Friday, November 28, 2014

House & Home? Grab The Dramamine.

Okay, where’s the motion sickness pills.

I need a handful.

Readers of this blog-logue know that I get a lot of my press perspectives from the Wall Street Journal and the cable news nets.

On this Black Friday shopping day, the WSJ posts an article complete with graphs and charts titled, “New-Home Sales Still Sluggish.”

Ahhhh… just last week the WSJ and the cable news nets talked about how much the housing market is coming back.

And then a full month ago, the story was about how new home sales are not moving as fast as predicted.

EXPERIENCE works in the House and Home category. A lot. That’s coupled with my personal passion for home décor and style.

Earlier this month, the Brookhaven Chamber of Commerce had a nice get-together at MODA Floors & Interiors new store location in Brookhaven. 

MODA is a past client of mine that I worked with in retail expansion and development.

Today’s WSJ article cites stats that show this calendar year might not even be as good as last year in new home sales.  Even home real estates sales are stagnant.

Just over a year ago, one of my House and Home clients that invested a lot of money in my crafting a target marketing model for their corporate brand and both U.S. and Canadian retailers, elected to follow the lead of a Washington firm that lives and dies by new home sales.

The Washington firm are the experts according to the client.
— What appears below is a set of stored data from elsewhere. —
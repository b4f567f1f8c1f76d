//! Layer 3: Scan
//!
//! This layer implements single-pass linear routines over slices: extrema
//! location, linear search, and in-place transforms. Everything here is O(n)
//! and allocation-free except `running_sum`, which returns a fresh vector.

/// Minimum and maximum location.
pub mod extrema;

/// Linear (sequential) search.
pub mod linear;

/// In-place and allocating slice transforms.
pub mod transform;
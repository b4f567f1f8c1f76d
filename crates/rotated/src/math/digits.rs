//! Base-10 digit manipulation for signed integers.
//!
//! ## Purpose
//!
//! This module provides digit-level routines on primitive signed integers:
//! reversing the decimal digits of a value and testing whether a value is a
//! decimal palindrome.
//!
//! ## Design notes
//!
//! * **Checked**: Digit reversal uses checked arithmetic; a reversal that does
//!   not fit the operand type is reported, never wrapped.
//! * **Signs**: Negative values reverse their magnitude and keep their sign
//!   (`-123` reverses to `-321`). Rust's truncating `%` makes this fall out of
//!   the pop/push loop without a separate sign branch.
//! * **Generics**: Generic over `PrimInt + Signed`, so the same code serves
//!   `i8` through `i128`.
//!
//! ## Invariants
//!
//! * `reverse_digits` is an involution on values whose reversal fits the type.
//! * `is_palindrome_number` never overflows: it reverses only half the digits.
//!
//! ## Non-goals
//!
//! * This module does not handle bases other than 10.
//! * This module does not parse or format digit strings.

// External dependencies
use num_traits::{CheckedAdd, CheckedMul, PrimInt, Signed};

// Internal dependencies
use crate::primitives::errors::RotatedError;

/// Reverse the base-10 digits of a signed integer.
///
/// Digits are popped off the low end and pushed onto an accumulator, so
/// trailing zeros disappear (`120` reverses to `21`). Negative values keep
/// their sign.
///
/// # Errors
///
/// Returns [`RotatedError::ArithmeticOverflow`] when the reversed value does
/// not fit in `T` (e.g. `reverse_digits(1_000_000_009_i32)`).
///
/// # Examples
///
/// ```
/// use rotated::prelude::*;
///
/// assert_eq!(reverse_digits(123i32)?, 321);
/// assert_eq!(reverse_digits(-450i32)?, -54);
/// assert_eq!(reverse_digits(0i32)?, 0);
/// # Result::<(), RotatedError>::Ok(())
/// ```
pub fn reverse_digits<T: PrimInt + Signed + CheckedAdd + CheckedMul>(
    value: T,
) -> Result<T, RotatedError> {
    let ten = T::from(10).unwrap();

    let mut remaining = value;
    let mut reversed = T::zero();
    while remaining != T::zero() {
        // For negative inputs both the digit and the accumulator are
        // non-positive, so the same checked push works for either sign.
        let digit = remaining % ten;
        reversed = reversed
            .checked_mul(&ten)
            .and_then(|shifted| shifted.checked_add(&digit))
            .ok_or(RotatedError::ArithmeticOverflow {
                operation: "reverse_digits",
            })?;
        remaining = remaining / ten;
    }

    Ok(reversed)
}

/// Test whether a signed integer is a base-10 palindrome.
///
/// Negative values are never palindromes (the sign has no mirrored
/// counterpart), and neither is any nonzero multiple of 10 (a leading zero
/// would be required). Only the low half of the digits is reversed, so the
/// test cannot overflow even near `T::max_value()`.
///
/// # Examples
///
/// ```
/// use rotated::prelude::*;
///
/// assert!(is_palindrome_number(121i32));
/// assert!(is_palindrome_number(0i32));
/// assert!(!is_palindrome_number(-121i32));
/// assert!(!is_palindrome_number(10i32));
/// ```
pub fn is_palindrome_number<T: PrimInt + Signed>(value: T) -> bool {
    let ten = T::from(10).unwrap();

    if value < T::zero() {
        return false;
    }
    if value % ten == T::zero() && value != T::zero() {
        return false;
    }

    // Pop digits from `remaining` onto `half` until half holds at least as
    // many digits as remain; `half` never exceeds the original value, so the
    // unchecked arithmetic is safe.
    let mut remaining = value;
    let mut half = T::zero();
    while remaining > half {
        half = half * ten + remaining % ten;
        remaining = remaining / ten;
    }

    // Even digit count: halves match exactly. Odd: drop the middle digit.
    remaining == half || remaining == half / ten
}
They are the ones that have the "inside track" on builder and contract housing sales. 

There had been a good share of turnover on the corporate marketing team.

The new comers had risen through the ranks and a good number came in out of the sales field.
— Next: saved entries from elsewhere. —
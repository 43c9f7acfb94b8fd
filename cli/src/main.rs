//! undeck CLI - presentation model to text markup

use std::fs;
use std::path::{Path, PathBuf};

use clap::{Args, Parser, Subcommand};
use colored::Colorize;

use undeck::{Dialect, JsonFormat, RenderOptions, Undeck};

#[derive(Parser)]
#[command(name = "undeck")]
#[command(version)]
#[command(about = "Render slide presentations to Markdown, wikitext, Quarto, Marp, and Beamer", long_about = None)]
struct Cli {
    /// Input presentation model (JSON)
    #[arg(value_name = "FILE")]
    input: Option<PathBuf>,

    /// Output directory
    #[arg(value_name = "OUTPUT")]
    output: Option<PathBuf>,

    #[command(subcommand)]
    command: Option<Commands>,
}

#[derive(Subcommand)]
enum Commands {
    /// Render to one or more dialects and write output files
    Convert {
        /// Input presentation model (JSON)
        #[arg(value_name = "FILE")]
        input: PathBuf,

        /// Output directory
        #[arg(short, long, value_name = "DIR")]
        output: Option<PathBuf>,

        /// Target dialect (repeatable; all dialects if omitted)
        #[arg(short, long, value_name = "DIALECT")]
        dialect: Vec<Dialect>,

        #[command(flatten)]
        flags: RenderFlags,
    },

    /// Render one dialect to stdout or a file
    Render {
        /// Input presentation model (JSON)
        #[arg(value_name = "FILE")]
        input: PathBuf,

        /// Target dialect
        #[arg(short, long, value_name = "DIALECT", default_value = "markdown")]
        dialect: Dialect,

        /// Output file (stdout if not specified)
        #[arg(short, long, value_name = "FILE")]
        output: Option<PathBuf>,

        #[command(flatten)]
        flags: RenderFlags,
    },

    /// Re-serialize the presentation model as JSON
    Json {
        /// Input presentation model (JSON)
        #[arg(value_name = "FILE")]
        input: PathBuf,

        /// Output file (stdout if not specified)
        #[arg(short, long, value_name = "FILE")]
        output: Option<PathBuf>,

        /// Output compact JSON
        #[arg(long)]
        compact: bool,
    },

    /// Show presentation information
    Info {
        /// Input presentation model (JSON)
        #[arg(value_name = "FILE")]
        input: PathBuf,
    },

    /// Show version information
    Version,
}

#[derive(Args, Clone, Default)]
struct RenderFlags {
    /// Disable dialect-specific character escaping
    #[arg(long)]
    no_escaping: bool,

    /// Disable color markup for colored text runs
    #[arg(long)]
    no_color: bool,

    /// Omit presenter notes
    #[arg(long)]
    no_notes: bool,

    /// Emit a separator between slides
    #[arg(long)]
    slides: bool,

    /// Keep near-duplicate consecutive titles with a " (cont.)" suffix
    #[arg(long)]
    keep_similar_titles: bool,

    /// Default image display width in pixels
    #[arg(long, value_name = "PX")]
    image_width: Option<u32>,

    /// Source slide canvas size, e.g. "1600x900"
    #[arg(long, value_name = "WxH")]
    slide_size: Option<String>,

    /// Emit image captions from alt text (Beamer)
    #[arg(long)]
    captions: bool,

    /// Do not float left/right images in wrap environments (Beamer)
    #[arg(long)]
    no_image_wrapping: bool,

    /// Use lstlisting instead of verbatim for code blocks (Beamer)
    #[arg(long)]
    listings: bool,
}

impl RenderFlags {
    fn to_options(&self) -> Result<RenderOptions, Box<dyn std::error::Error>> {
        let mut options = RenderOptions::new()
            .with_escaping(!self.no_escaping)
            .with_color(!self.no_color)
            .with_notes(!self.no_notes)
            .with_slide_separators(self.slides)
            .with_similar_titles(self.keep_similar_titles);

        if let Some(width) = self.image_width {
            options = options.with_image_width(width);
        }
        if let Some(ref size) = self.slide_size {
            let (w, h) = parse_slide_size(size)?;
            options = options.with_slide_size(w, h);
        }
        options.disable_captions = !self.captions;
        options.disable_image_wrapping = self.no_image_wrapping;
        options.use_listings = self.listings;

        Ok(options)
    }
}

fn parse_slide_size(text: &str) -> Result<(u32, u32), String> {
    let parse = |part: Option<&str>| {
        part.and_then(|p| p.trim().parse::<u32>().ok())
            .filter(|&n| n > 0)
    };
    let mut parts = text.splitn(2, 'x');
    match (parse(parts.next()), parse(parts.next())) {
        (Some(w), Some(h)) => Ok((w, h)),
        _ => Err(format!(
            "Invalid slide size '{text}', expected WIDTHxHEIGHT like 1600x900"
        )),
    }
}

fn main() {
    env_logger::init();

    let cli = Cli::parse();

    let result = match cli.command {
        Some(Commands::Convert {
            input,
            output,
            dialect,
            flags,
        }) => cmd_convert(&input, output.as_deref(), &dialect, &flags),
        Some(Commands::Render {
            input,
            dialect,
            output,
            flags,
        }) => cmd_render(&input, dialect, output.as_deref(), &flags),
        Some(Commands::Json {
            input,
            output,
            compact,
        }) => cmd_json(&input, output.as_deref(), compact),
        Some(Commands::Info { input }) => cmd_info(&input),
        Some(Commands::Version) => {
            cmd_version();
            Ok(())
        }
        None => {
            // Default behavior: convert if input is provided
            if let Some(input) = cli.input {
                cmd_convert(&input, cli.output.as_deref(), &[], &RenderFlags::default())
            } else {
                println!("{}", "Usage: undeck <FILE> [OUTPUT]".yellow());
                println!("       undeck --help for more information");
                Ok(())
            }
        }
    };

    if let Err(e) = result {
        eprintln!("{}: {}", "Error".red().bold(), e);
        std::process::exit(1);
    }
}

fn cmd_convert(
    input: &Path,
    output: Option<&Path>,
    dialects: &[Dialect],
    flags: &RenderFlags,
) -> Result<(), Box<dyn std::error::Error>> {
    let stem = input
        .file_stem()
        .unwrap_or_default()
        .to_string_lossy()
        .into_owned();
    let output_dir = output
        .map(|p| p.to_path_buf())
        .unwrap_or_else(|| PathBuf::from(format!("{}_output", stem)));

    let deck = undeck::load_json(input)?;

    let targets = if dialects.is_empty() {
        &Dialect::ALL[..]
    } else {
        dialects
    };
    let undeck = Undeck::new()
        .with_dialects(targets)
        .with_options(flags.to_options()?);

    let written = undeck.write_to(&deck, &output_dir, &stem)?;

    println!("\n{}", "Output files:".green().bold());
    for (i, path) in written.iter().enumerate() {
        let branch = if i + 1 == written.len() { "└─" } else { "├─" };
        let name = path.file_name().unwrap_or_default().to_string_lossy();
        println!("  {} {}", branch.dimmed(), name);
    }

    Ok(())
}

fn cmd_render(
    input: &Path,
    dialect: Dialect,
    output: Option<&Path>,
    flags: &RenderFlags,
) -> Result<(), Box<dyn std::error::Error>> {
    let deck = undeck::load_json(input)?;
    let text = undeck::render::render_dialect(&deck, dialect, &flags.to_options()?)?;

    if let Some(path) = output {
        fs::write(path, &text)?;
        println!("{} {}", "Saved to".green(), path.display());
    } else {
        println!("{}", text);
    }

    Ok(())
}

fn cmd_json(
    input: &Path,
    output: Option<&Path>,
    compact: bool,
) -> Result<(), Box<dyn std::error::Error>> {
    let deck = undeck::load_json(input)?;

    let format = if compact {
        JsonFormat::Compact
    } else {
        JsonFormat::Pretty
    };

    let json = undeck::to_json(&deck, format)?;

    if let Some(path) = output {
        fs::write(path, &json)?;
        println!("{} {}", "Saved to".green(), path.display());
    } else {
        println!("{}", json);
    }

    Ok(())
}

fn cmd_info(input: &Path) -> Result<(), Box<dyn std::error::Error>> {
    let deck = undeck::load_json(input)?;

    println!("{}", "Presentation Information".cyan().bold());
    println!("{}", "─".repeat(40).dimmed());

    println!("{}: {}", "File".bold(), input.display());
    println!("{}: {}", "Slides".bold(), deck.slide_count());

    let mut titles = 0usize;
    let mut paragraphs = 0usize;
    let mut list_items = 0usize;
    let mut images = 0usize;
    let mut tables = 0usize;
    let mut code_blocks = 0usize;
    let mut formulas = 0usize;
    let mut notes = 0usize;

    for slide in &deck.slides {
        notes += slide.notes().len();
        for element in slide.flattened_elements() {
            match element.type_name() {
                "Title" => titles += 1,
                "Paragraph" => paragraphs += 1,
                "ListItem" => list_items += 1,
                "Image" => images += 1,
                "Table" => tables += 1,
                "CodeBlock" => code_blocks += 1,
                "Formula" => formulas += 1,
                _ => {}
            }
        }
    }

    println!();
    println!("{}", "Content Statistics".cyan().bold());
    println!("{}", "─".repeat(40).dimmed());

    println!("{}: {}", "Titles".bold(), titles);
    println!("{}: {}", "Paragraphs".bold(), paragraphs);
    println!("{}: {}", "List items".bold(), list_items);
    println!("{}: {}", "Images".bold(), images);
    println!("{}: {}", "Tables".bold(), tables);
    println!("{}: {}", "Code blocks".bold(), code_blocks);
    println!("{}: {}", "Formulas".bold(), formulas);
    println!("{}: {}", "Note lines".bold(), notes);

    Ok(())
}

fn cmd_version() {
    println!("{} {}", "undeck".green().bold(), env!("CARGO_PKG_VERSION"));
    println!("Slide presentation rendering tool");
    println!();
    println!("{}", "Supported dialects:".bold());
    for dialect in Dialect::ALL {
        println!("  {} ({})", dialect, dialect.extension());
    }
}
God love the sales people. If they perceive that the model ain’t broke – or in need of a major overhaul -- they see no need to fix it.

See no evil… Hear no evil… speak no evil.

I will never forget this Washington financial modeling guy standing up at the podium and presenting a “refined” way of defining market groups that “would much better capitalize on the forecasted housing growth return.”

Course the corporate marketing team newcomers loved what they guy said.

Sales would come back.  He would lead them down the pathway to harvest the payout.

Shoot… all that hype that EXPERIENCE talked about in terms of “Blue Sky Working Families” and “Millennial Home Cocooners albeit Rental Cocooners” was just false.

And the need to re-adapt the full scope of marketing from inventory packaging to website content to in-store customer bonding to sales dialogue re-crafting were all for naught.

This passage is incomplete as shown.